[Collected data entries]
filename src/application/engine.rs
use crate::domain::ports::{OptionMark, PresenterRef, QuestionView, SchedulerRef, Screen};
use crate::domain::question::QuizSet;
use crate::domain::session::{SessionSnapshot, SessionState, result_message};
use crate::error::{QuizError, Result};
use std::time::Duration;
use tokio::sync::RwLock;

/// How long answer feedback stays on screen before the next question.
pub const DEFAULT_FEEDBACK_DELAY: Duration = Duration::from_millis(1000);

/// The quiz state machine.
///
/// `QuizEngine` owns the session state and walks it through
/// `start -> submit_answer -> advance -> ... -> show_result`, telling the
/// `Presenter` what to display at each step and pacing the reveal of answer
/// feedback through the `Scheduler`. Methods take `&self`, so an
/// `Arc<QuizEngine>` can be shared between the input loop and spawned tasks.
pub struct QuizEngine {
    quiz: QuizSet,
    session: RwLock<SessionState>,
    presenter: PresenterRef,
    scheduler: SchedulerRef,
    feedback_delay: Duration,
}

impl QuizEngine {
    /// Creates an engine over a validated quiz set.
    ///
    /// # Arguments
    ///
    /// * `quiz` - The questions for this engine, in play order.
    /// * `presenter` - The UI collaborator.
    /// * `scheduler` - The delayed-callback collaborator.
    pub fn new(quiz: QuizSet, presenter: PresenterRef, scheduler: SchedulerRef) -> Self {
        Self {
            quiz,
            session: RwLock::new(SessionState::new()),
            presenter,
            scheduler,
            feedback_delay: DEFAULT_FEEDBACK_DELAY,
        }
    }

    /// Overrides the feedback pause between an answer and the next question.
    pub fn with_feedback_delay(mut self, delay: Duration) -> Self {
        self.feedback_delay = delay;
        self
    }

    /// Begins a fresh run: resets the session, switches to the quiz screen
    /// and presents the first question. Any delayed advance still pending
    /// from an earlier run is invalidated by the generation bump.
    pub async fn start(&self) -> Result<()> {
        let mut session = self.session.write().await;
        session.reset();
        self.presenter.show_screen(Screen::Quiz).await;
        self.present_question(&mut session).await;
        Ok(())
    }

    /// Plays again after a finished run. Switching back to the quiz screen
    /// leaves the result screen; everything else is the same reset as
    /// [`start`](Self::start).
    pub async fn restart(&self) -> Result<()> {
        self.start().await
    }

    /// Submits the answer at `option_index` for the current question.
    ///
    /// While the session is locked (feedback from a previous submission is
    /// still on screen, or the run is over) the call is silently ignored.
    /// An out-of-range index fails with `InvalidArgument` without locking,
    /// so the caller can retry the same question.
    ///
    /// On an accepted answer the engine marks the correct option, marks the
    /// picked option when it was wrong, updates the score, waits out the
    /// feedback delay and advances.
    pub async fn submit_answer(&self, option_index: usize) -> Result<()> {
        let generation = {
            let mut session = self.session.write().await;
            if session.locked {
                return Ok(());
            }
            let question = &self.quiz.questions()[session.current_index];
            if option_index >= question.options.len() {
                return Err(QuizError::InvalidArgument(format!(
                    "option {} does not exist, question has {} options",
                    option_index + 1,
                    question.options.len()
                )));
            }
            session.locked = true;

            let correct = question.options[option_index].correct;
            for (index, option) in question.options.iter().enumerate() {
                if option.correct {
                    self.presenter.mark_option(index, OptionMark::Correct).await;
                } else if index == option_index {
                    self.presenter
                        .mark_option(index, OptionMark::Incorrect)
                        .await;
                }
            }
            if correct {
                session.score += 1;
                self.presenter.update_score(session.score).await;
            }
            session.generation
        };

        // The lock is released before waiting so submissions arriving during
        // the feedback window still reach the locked check above.
        self.scheduler.delay(self.feedback_delay).await;
        self.advance(generation).await;
        Ok(())
    }

    /// Moves to the next question or to the result screen. Runs after the
    /// feedback delay; a stale generation means the session was reset while
    /// the delay was pending, and the transition is dropped.
    async fn advance(&self, generation: u64) {
        let mut session = self.session.write().await;
        if session.generation != generation {
            return;
        }
        session.current_index += 1;
        if session.current_index < self.quiz.len() {
            self.present_question(&mut session).await;
        } else {
            self.show_result(&session).await;
        }
    }

    /// Unlocks answering and renders the question at the current index.
    ///
    /// The progress fraction divides the current index by the total, so it
    /// reads 0 on the first question and never reaches 1 before the result
    /// screen.
    async fn present_question(&self, session: &mut SessionState) {
        session.locked = false;
        let question = &self.quiz.questions()[session.current_index];
        let view = QuestionView {
            prompt: question.prompt.clone(),
            options: question.options.iter().map(|o| o.text.clone()).collect(),
            progress: session.current_index as f64 / self.quiz.len() as f64,
            number: session.current_index + 1,
            total: self.quiz.len(),
        };
        self.presenter.render_question(view).await;
    }

    async fn show_result(&self, session: &SessionState) {
        self.presenter.show_screen(Screen::Result).await;
        let message = result_message(session.score, self.quiz.len());
        self.presenter
            .render_result(session.score, self.quiz.len(), message)
            .await;
    }

    pub fn total_questions(&self) -> usize {
        self.quiz.len()
    }

    /// True once the run has moved past the last question.
    pub async fn is_complete(&self) -> bool {
        self.session.read().await.current_index >= self.quiz.len()
    }

    pub async fn snapshot(&self) -> SessionSnapshot {
        let session = self.session.read().await;
        SessionSnapshot {
            current_index: session.current_index,
            score: session.score,
            locked: session.locked,
            complete: session.current_index >= self.quiz.len(),
        }
    }
}
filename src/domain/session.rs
/// Mutable state of a single quiz run.
///
/// `locked` guards against re-entrant submissions: it is set when an answer
/// comes in and cleared when the next question is presented. A fresh session
/// starts locked so nothing can be submitted before `start`. `generation` is
/// bumped on every reset; a delayed advance carrying a stale generation is
/// discarded.
#[derive(Debug)]
pub struct SessionState {
    pub current_index: usize,
    pub score: usize,
    pub locked: bool,
    pub generation: u64,
}

impl SessionState {
    pub fn new() -> Self {
        Self {
            current_index: 0,
            score: 0,
            locked: true,
            generation: 0,
        }
    }

    /// Resets for a fresh run and invalidates pending delayed callbacks.
    pub fn reset(&mut self) {
        self.current_index = 0;
        self.score = 0;
        self.locked = true;
        self.generation += 1;
    }
}

impl Default for SessionState {
    fn default() -> Self {
        Self::new()
    }
}

/// Read-only copy of the session, for callers and tests.
#[derive(Debug, Clone, Copy, PartialEq, Eq)]
pub struct SessionSnapshot {
    pub current_index: usize,
    pub score: usize,
    pub locked: bool,
    pub complete: bool,
}

/// Picks the result message for a finished run, first matching tier wins.
pub fn result_message(score: usize, total: usize) -> &'static str {
    let percentage = score as f64 / total as f64 * 100.0;
    if score == total {
        "Perfect! You're a genius!"
    } else if percentage >= 80.0 {
        "Great job! You know your stuff!"
    } else if percentage >= 60.0 {
        "Good effort! Keep learning!"
    } else if percentage >= 40.0 {
        "Not bad! Try again to improve!"
    } else {
        "Keep studying! You'll get better!"
    }
}
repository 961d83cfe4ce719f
pub mod json;
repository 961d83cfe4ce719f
use pubquiz::domain::question::{AnswerOption, Question, QuizSet};
use std::io::Write;
use tempfile::NamedTempFile;

/// The built-in five questions as a JSON fixture. Correct answers, 1-based:
/// 3, 2, 4, 3, 3.
#[allow(dead_code)]
pub const SAMPLE_QUESTIONS: &str = r#"[
    {
        "prompt": "What is the capital of France?",
        "options": [
            { "text": "London", "correct": false },
            { "text": "Berlin", "correct": false },
            { "text": "Paris", "correct": true },
            { "text": "Madrid", "correct": false }
        ]
    },
    {
        "prompt": "Which planet is known as the Red Planet?",
        "options": [
            { "text": "Venus", "correct": false },
            { "text": "Mars", "correct": true },
            { "text": "Jupiter", "correct": false },
            { "text": "Saturn", "correct": false }
        ]
    },
    {
        "prompt": "What is the largest ocean on Earth?",
        "options": [
            { "text": "Atlantic Ocean", "correct": false },
            { "text": "Indian Ocean", "correct": false },
            { "text": "Arctic Ocean", "correct": false },
            { "text": "Pacific Ocean", "correct": true }
        ]
    },
    {
        "prompt": "Which of these is NOT a programming language?",
        "options": [
            { "text": "Java", "correct": false },
            { "text": "Python", "correct": false },
            { "text": "Banana", "correct": true },
            { "text": "JavaScript", "correct": false }
        ]
    },
    {
        "prompt": "What is the chemical symbol for gold?",
        "options": [
            { "text": "Go", "correct": false },
            { "text": "Gd", "correct": false },
            { "text": "Au", "correct": true },
            { "text": "Ag", "correct": false }
        ]
    }
]"#;

/// Writes a questions JSON fixture to a temp file.
#[allow(dead_code)]
pub fn write_questions_file(json: &str) -> NamedTempFile {
    let mut file = NamedTempFile::new().unwrap();
    file.write_all(json.as_bytes()).unwrap();
    file.flush().unwrap();
    file
}

/// A quiz set of `n` two-option questions where option 0 is always correct.
#[allow(dead_code)]
pub fn uniform_set(n: usize) -> QuizSet {
    let questions = (0..n)
        .map(|i| Question {
            prompt: format!("question {}", i + 1),
            options: vec![
                AnswerOption::new("right", true),
                AnswerOption::new("wrong", false),
            ],
        })
        .collect();
    QuizSet::new(questions).unwrap()
}
use crate::domain::ports::Scheduler;
use async_trait::async_trait;
use std::time::Duration;

/// Scheduler backed by the tokio timer.
#[derive(Default, Clone, Copy)]
pub struct TokioScheduler;

#[async_trait]
impl Scheduler for TokioScheduler {
    async fn delay(&self, duration: Duration) {
        tokio::time::sleep(duration).await;
    }
}
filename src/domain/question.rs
use crate::error::{QuizError, Result};
use serde::{Deserialize, Serialize};

/// One selectable answer for a question.
#[derive(Debug, Serialize, Deserialize, PartialEq, Eq, Clone)]
pub struct AnswerOption {
    pub text: String,
    pub correct: bool,
}

impl AnswerOption {
    pub fn new(text: &str, correct: bool) -> Self {
        Self {
            text: text.to_string(),
            correct,
        }
    }
}

/// A multiple-choice question.
///
/// Invariants (checked by [`QuizSet::new`]): at least two options, exactly
/// one of them marked correct.
#[derive(Debug, Serialize, Deserialize, PartialEq, Eq, Clone)]
pub struct Question {
    pub prompt: String,
    pub options: Vec<AnswerOption>,
}

impl Question {
    fn validate(&self) -> Result<()> {
        if self.options.len() < 2 {
            return Err(QuizError::Configuration(format!(
                "question '{}' needs at least two options",
                self.prompt
            )));
        }
        let correct = self.options.iter().filter(|o| o.correct).count();
        if correct != 1 {
            return Err(QuizError::Configuration(format!(
                "question '{}' must have exactly one correct option, found {}",
                self.prompt, correct
            )));
        }
        Ok(())
    }
}

/// An ordered, validated, immutable set of questions for one quiz run.
#[derive(Debug, Clone, PartialEq, Eq)]
pub struct QuizSet(Vec<Question>);

impl QuizSet {
    /// Validates the question list and wraps it.
    pub fn new(questions: Vec<Question>) -> Result<Self> {
        if questions.is_empty() {
            return Err(QuizError::Configuration(
                "quiz set must contain at least one question".to_string(),
            ));
        }
        for question in &questions {
            question.validate()?;
        }
        Ok(Self(questions))
    }

    pub fn questions(&self) -> &[Question] {
        &self.0
    }

    pub fn len(&self) -> usize {
        self.0.len()
    }

    pub fn is_empty(&self) -> bool {
        self.0.is_empty()
    }

    /// The bundled general-knowledge set, used when no question file is given.
    pub fn builtin() -> Self {
        let question = |prompt: &str, options: Vec<AnswerOption>| Question {
            prompt: prompt.to_string(),
            options,
        };
        Self(vec![
            question(
                "What is the capital of France?",
                vec![
                    AnswerOption::new("London", false),
                    AnswerOption::new("Berlin", false),
                    AnswerOption::new("Paris", true),
                    AnswerOption::new("Madrid", false),
                ],
            ),
            question(
                "Which planet is known as the Red Planet?",
                vec![
                    AnswerOption::new("Venus", false),
                    AnswerOption::new("Mars", true),
                    AnswerOption::new("Jupiter", false),
                    AnswerOption::new("Saturn", false),
                ],
            ),
            question(
                "What is the largest ocean on Earth?",
                vec![
                    AnswerOption::new("Atlantic Ocean", false),
                    AnswerOption::new("Indian Ocean", false),
                    AnswerOption::new("Arctic Ocean", false),
                    AnswerOption::new("Pacific Ocean", true),
                ],
            ),
            question(
                "Which of these is NOT a programming language?",
                vec![
                    AnswerOption::new("Java", false),
                    AnswerOption::new("Python", false),
                    AnswerOption::new("Banana", true),
                    AnswerOption::new("JavaScript", false),
                ],
            ),
            question(
                "What is the chemical symbol for gold?",
                vec![
                    AnswerOption::new("Go", false),
                    AnswerOption::new("Gd", false),
                    AnswerOption::new("Au", true),
                    AnswerOption::new("Ag", false),
                ],
            ),
        ])
    }
}
pub mod quiz_set_reader;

- _WHAT IS REQUIRED_: Your task is to copy each line of the entries that includes the word "Venus".

- _COMPLETED TASK_:
            { "text": "Venus", "correct": false },
                    AnswerOption::new("Venus", false),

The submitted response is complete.